For our Range argument, we want to select the Name (column B) and Position (column E) columns in the data, but FILTER only allows for a single range.  We will have to select the columns that lie between Name and Position but ignore them in the result.

Begin by creating the beginning of the FILTER function in cell I5.

=FILTER(TSal[[Name]:[Position]],

For our Include argument, we want to discover any row with a salary greater than what is defined in cell J2 (100,000).

=FILTER(TSal[[Name]:[Position]], Tsal[Salary] > J2,

We could add a third optional argument that displays a message if no records are discovered…

=FILTER(TSal[[Name]:[Position]], Tsal[Salary] > J2, “No Records Found”)

… but we are confident we will always have at least one record returned, so we will leave that argument out of our formula for simplicity’s sake.

=FILTER(TSal[[Name]:[Position]], Tsal[Salary] > J2)

The formula returns the following results in a SPILL range.

The unwanted side-effect of this result is we are including the Start Date and Birth Date columns in our filtered result.

The results aren’t formatted as dates, so they look a bit strange; but trust me, they are dates.  These are the number-equivalent versions of dates.

The next step is to remove the unwanted columns from the result.

Applying a Filter to a Filter

To remove the unwanted columns from the previous result, we will run the results through another filter function to kick out the unwanted columns.

We start by updating the formula by placing the entire existing FILTER formula within another FILTER function.  The original FILTER function will be the Array argument of the additional FILTER function.

=FILTER(FILTER(TSal[[Name]:[Position]], Tsal[Salary] > J2),

The Include argument will use array syntax to select the 1st and 4th columns, in their entirety, from the original FILTER results.

=FILTER(FILTER(TSal[[Name]:[Position]], Tsal[Salary] > J2), {1, 0, 0, 1})

Array Syntax

In Excel, 1 is treated as TRUE while 0 (zero) is treated as FALSE.

Excel will apply a 1 (TRUE) to every item in the 1st column of the Array argument, a 0 (False) to every item in the 2nd and 3rd columns, and a 1 to every item in the 4th column.

This is a sneaky trick to get Excel to flag items you want to keep versus items you want to ignore.

The results are as follows.

Sorting the Results

As an extra touch, we can sort the results by Name in ascending order by wrapping the FILTER/FILTER formula in a SORT function.

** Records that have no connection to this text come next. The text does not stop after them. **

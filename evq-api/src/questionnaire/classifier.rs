//! Tier classification
//!
//! Derives the single classification tier for an event from its validated
//! answers. Tiers are ordered ascending by weight; the lowest-weight tier
//! flagged by a true answer wins, and with nothing flagged the event falls
//! back to the highest-weight tier (the bottom of the hierarchy).

use super::validator::ValidatedAnswer;
use evq_common::db::models::Tier;

/// Resolve the classification tier for a set of validated answers.
///
/// Returns `None` only when the tier catalog is empty, in which case no
/// default exists. Answers owned by a tier id that is not in the catalog
/// set no flag, so the result is always a configured tier id.
pub fn classify(answers: &[ValidatedAnswer], tiers: &[Tier]) -> Option<String> {
    // Ascending weight; stable sort keeps catalog order for equal weights
    let mut ordered: Vec<&Tier> = tiers.iter().collect();
    ordered.sort_by_key(|tier| tier.weight);

    let mut flags: Vec<(&str, bool)> = ordered.iter().map(|tier| (tier.id.as_str(), false)).collect();

    for answer in answers.iter().filter(|a| a.response) {
        if let Some(flag) = flags.iter_mut().find(|(id, _)| *id == answer.question.tier) {
            // Multiple true answers on one tier are idempotent
            flag.1 = true;
        }
    }

    // Default: the last tier in ascending-weight order
    let mut resolved = flags.last().map(|(id, _)| *id)?;

    // Override: first flagged tier in ascending-weight order
    for &(id, flagged) in &flags {
        if flagged {
            resolved = id;
            break;
        }
    }

    Some(resolved.to_string())
}
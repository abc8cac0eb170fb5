//! Questionnaire submission core: validation, classification, and the
//! orchestrating service.

pub mod classifier;
pub mod service;
pub mod validator;

pub use classifier::classify;
pub use service::{PersistStep, SubmissionService, SubmitError, SubmitReceipt};
pub use validator::{validate, ValidatedAnswer, ValidationError};
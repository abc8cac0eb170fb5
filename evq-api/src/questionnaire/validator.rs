//! Submission payload validation
//!
//! Checks an incoming answer payload against the configured question set.
//! All checks run for every question with no short-circuit, so one response
//! carries every problem in the submission.

use evq_common::db::models::Question;
use serde_json::{Map, Value};

/// One structured validation failure.
///
/// Rendered on the wire as `{"Invalid questionnaire submission": "<message>"}`.
#[derive(Debug, Clone, PartialEq, Eq)]
pub enum ValidationError {
    /// The request body was not a JSON object at all
    MalformedPayload,
    /// The question's identifier is not a key in the payload
    MissingQuestion { question_id: String },
    /// The nested object lacks the exact label key the catalog expects
    LabelMismatch {
        question_id: String,
        expected_label: String,
    },
    /// The label key is present but its value is not a boolean
    NotBoolean {
        question_id: String,
        expected_label: String,
    },
}

impl ValidationError {
    /// Human-readable message, matching the fixed wire templates.
    pub fn message(&self) -> String {
        match self {
            ValidationError::MalformedPayload => {
                "Expected the request body to be a JSON object.".to_string()
            }
            ValidationError::MissingQuestion { question_id } => {
                format!("Missing {}.", question_id)
            }
            ValidationError::LabelMismatch {
                question_id,
                expected_label,
            } => format!(
                "Expected {} to have an object keyed with '{}'.",
                question_id, expected_label
            ),
            ValidationError::NotBoolean {
                question_id,
                expected_label,
            } => format!(
                "Expected {} : {} to map to a boolean.",
                question_id, expected_label
            ),
        }
    }
}

/// A question paired with its validated boolean response.
#[derive(Debug, Clone)]
pub struct ValidatedAnswer {
    pub question: Question,
    pub response: bool,
}

/// Validate a decoded payload against the question catalog.
///
/// Per question, in catalog order:
/// 1. the question id must be a key in the payload,
/// 2. its value must be an object keyed with the exact configured label
///    (a missing or non-object value fails this check too, so an absent
///    question surfaces both errors),
/// 3. the label's value must be a boolean.
///
/// Extra keys at either level are tolerated. Returns the validated answers
/// in catalog order, or every accumulated error.
pub fn validate(
    payload: &Map<String, Value>,
    questions: &[Question],
) -> Result<Vec<ValidatedAnswer>, Vec<ValidationError>> {
    let mut errors = Vec::new();
    let mut answers = Vec::with_capacity(questions.len());

    for question in questions {
        let entry = payload.get(&question.id);
        if entry.is_none() {
            errors.push(ValidationError::MissingQuestion {
                question_id: question.id.clone(),
            });
        }

        let labeled = entry
            .and_then(|value| value.as_object())
            .and_then(|nested| nested.get(&question.label));

        match labeled {
            None => errors.push(ValidationError::LabelMismatch {
                question_id: question.id.clone(),
                expected_label: question.label.clone(),
            }),
            Some(value) => match value.as_bool() {
                None => errors.push(ValidationError::NotBoolean {
                    question_id: question.id.clone(),
                    expected_label: question.label.clone(),
                }),
                Some(response) => answers.push(ValidatedAnswer {
                    question: question.clone(),
                    response,
                }),
            },
        }
    }

    if errors.is_empty() {
        Ok(answers)
    } else {
        Err(errors)
    }
}
//! Submission orchestration
//!
//! Sequences one questionnaire submission end-to-end: load event, validate,
//! classify, persist answers and aggregate, update the event tier. Each
//! terminal branch emits one structured log event. The persistence calls are
//! independent writes with no cross-call transaction, so a failure after
//! validation identifies the step that broke.

use super::classifier::classify;
use super::validator::{validate, ValidatedAnswer, ValidationError};
use crate::repo::{EventStore, NewAnswer, NewSubmission, QuestionCatalog, SubmissionStore, TierCatalog};
use evq_common::Error;
use serde_json::Value;
use std::fmt;
use std::sync::Arc;
use tracing::{error, info, warn};

/// Persistence step that a submission can fail partway through.
#[derive(Debug, Clone, Copy, PartialEq, Eq)]
pub enum PersistStep {
    AnswerRecord,
    Aggregate,
    EventTier,
}

impl fmt::Display for PersistStep {
    fn fmt(&self, f: &mut fmt::Formatter<'_>) -> fmt::Result {
        match self {
            PersistStep::AnswerRecord => write!(f, "answer record creation"),
            PersistStep::Aggregate => write!(f, "submission aggregate creation"),
            PersistStep::EventTier => write!(f, "event tier update"),
        }
    }
}

/// Terminal failure of a submission. By the time it leaves the service this
/// is plain data; the HTTP layer maps it onto status codes and bodies.
#[derive(Debug)]
pub enum SubmitError {
    /// The event identifier resolves to nothing (no writes, no catalog reads)
    EventNotFound(String),
    /// The payload failed validation (no writes)
    Invalid(Vec<ValidationError>),
    /// A repository write failed after validation passed; earlier writes in
    /// the sequence may already have completed
    Persistence { step: PersistStep, source: Error },
    /// A catalog or event store read failed; never masked as not-found or
    /// validation failure
    Upstream(Error),
}

/// Successful submission acknowledgment.
#[derive(Debug, Clone)]
pub struct SubmitReceipt {
    pub submission_id: String,
    pub answer_ids: Vec<String>,
    pub tier: String,
}

/// Orchestrates questionnaire submissions over the four storage ports.
pub struct SubmissionService {
    events: Arc<dyn EventStore>,
    questions: Arc<dyn QuestionCatalog>,
    tiers: Arc<dyn TierCatalog>,
    store: Arc<dyn SubmissionStore>,
}

impl SubmissionService {
    pub fn new(
        events: Arc<dyn EventStore>,
        questions: Arc<dyn QuestionCatalog>,
        tiers: Arc<dyn TierCatalog>,
        store: Arc<dyn SubmissionStore>,
    ) -> Self {
        Self {
            events,
            questions,
            tiers,
            store,
        }
    }

    /// Process one submission for the given event.
    pub async fn submit(&self, event_id: &str, payload: &Value) -> Result<SubmitReceipt, SubmitError> {
        // Event first: an unknown event returns before any catalog read
        let event = self
            .events
            .load(event_id)
            .await
            .map_err(SubmitError::Upstream)?;
        if event.is_none() {
            error!(event_id, "Event does not exist");
            return Err(SubmitError::EventNotFound(event_id.to_string()));
        }

        // Read-only catalog snapshots for the rest of the request
        let questions = self
            .questions
            .list_questions()
            .await
            .map_err(SubmitError::Upstream)?;
        let tiers = self
            .tiers
            .list_tiers()
            .await
            .map_err(SubmitError::Upstream)?;

        let answers = match decode_and_validate(payload, &questions) {
            Ok(answers) => answers,
            Err(errors) => {
                error!(event_id, count = errors.len(), "Invalid questionnaire submission");
                return Err(SubmitError::Invalid(errors));
            }
        };

        let tier = classify(&answers, &tiers).ok_or_else(|| {
            SubmitError::Upstream(Error::Internal("No classification tiers configured".to_string()))
        })?;

        // One answer record per question, in catalog order
        let mut answer_ids = Vec::with_capacity(answers.len());
        for answer in &answers {
            let record = NewAnswer {
                name: format!("qn_{}__{}", event_id, answer.question.id),
                question: answer.question.label.clone(),
                response: answer.response,
            };
            let guid = self.store.create_answer(&record).await.map_err(|source| {
                warn!(event_id, question_id = %answer.question.id, "Answer record write failed");
                SubmitError::Persistence {
                    step: PersistStep::AnswerRecord,
                    source,
                }
            })?;
            answer_ids.push(guid);
        }

        // Aggregate referencing every answer record created above
        let aggregate = NewSubmission {
            name: format!("qn_{}", event_id),
            answer_ids: answer_ids.clone(),
            tier: tier.clone(),
        };
        let submission_id = self
            .store
            .create_submission(&aggregate)
            .await
            .map_err(|source| {
                warn!(event_id, "Submission aggregate write failed");
                SubmitError::Persistence {
                    step: PersistStep::Aggregate,
                    source,
                }
            })?;

        // Last side effect: point the event at its resolved tier
        self.events
            .set_tier(event_id, &tier)
            .await
            .map_err(|source| {
                warn!(event_id, %tier, "Event tier update failed after persistence");
                SubmitError::Persistence {
                    step: PersistStep::EventTier,
                    source,
                }
            })?;

        info!(event_id, %tier, submission_id = %submission_id, "Questionnaire submitted");
        Ok(SubmitReceipt {
            submission_id,
            answer_ids,
            tier,
        })
    }
}

/// Decode the raw body into the expected nested-object shape, then run the
/// per-question checks. A body that is not a JSON object is its own
/// validation failure rather than a panic deeper in.
fn decode_and_validate(
    payload: &Value,
    questions: &[evq_common::db::models::Question],
) -> Result<Vec<ValidatedAnswer>, Vec<ValidationError>> {
    let body = payload
        .as_object()
        .ok_or_else(|| vec![ValidationError::MalformedPayload])?;
    validate(body, questions)
}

=SORT(FILTER(FILTER(TSal[[Name]:[Position]], Tsal[Salary] > J2), {1, 0, 0, 1}) )

If you want to sort by Position instead of by Name, add a 2 to the [Sort_Index] argument to instruct SORT to filter by the 2nd column instead of the default 1st column.

=SORT(FILTER(FILTER(TSal[[Name]:[Position]], Tsal[Salary] > J2), {1, 0, 0, 1}), 2)

Creating a Unique List of Non-Adjacent Columns

Suppose we need to generate a list of each department’s positions and we don’t want any duplicates in the result.

We can integrate the UNIQUE function while at the same time using the 1/0 trick to produce the result.

  1. Since we want all the columns of the original table except the Salary column, we will redefine our Array argument to go from Department (column A) to Position (column E).
=FILTER(TSal[[Department]:[Position]],
  1. We’ll use the 1/0 trick to remove the unwanted columns.
=FILTER(TSal[[Department]:[Position]], {1, 0, 0, 0, 1})
  1. Next, we’ll reduce the list to only one of each Department/Position combination; in other words, remove the duplicates.
=UNIQUE(FILTER(TSal[[Department]:[Position]], {1, 0, 0, 0, 1}) )
  1. Lastly, we’ll sort the list in ascending order by Department.
=SORT(UNIQUE(FILTER(TSal[[Department]:[Position]], {1, 0, 0, 0, 1}) ) )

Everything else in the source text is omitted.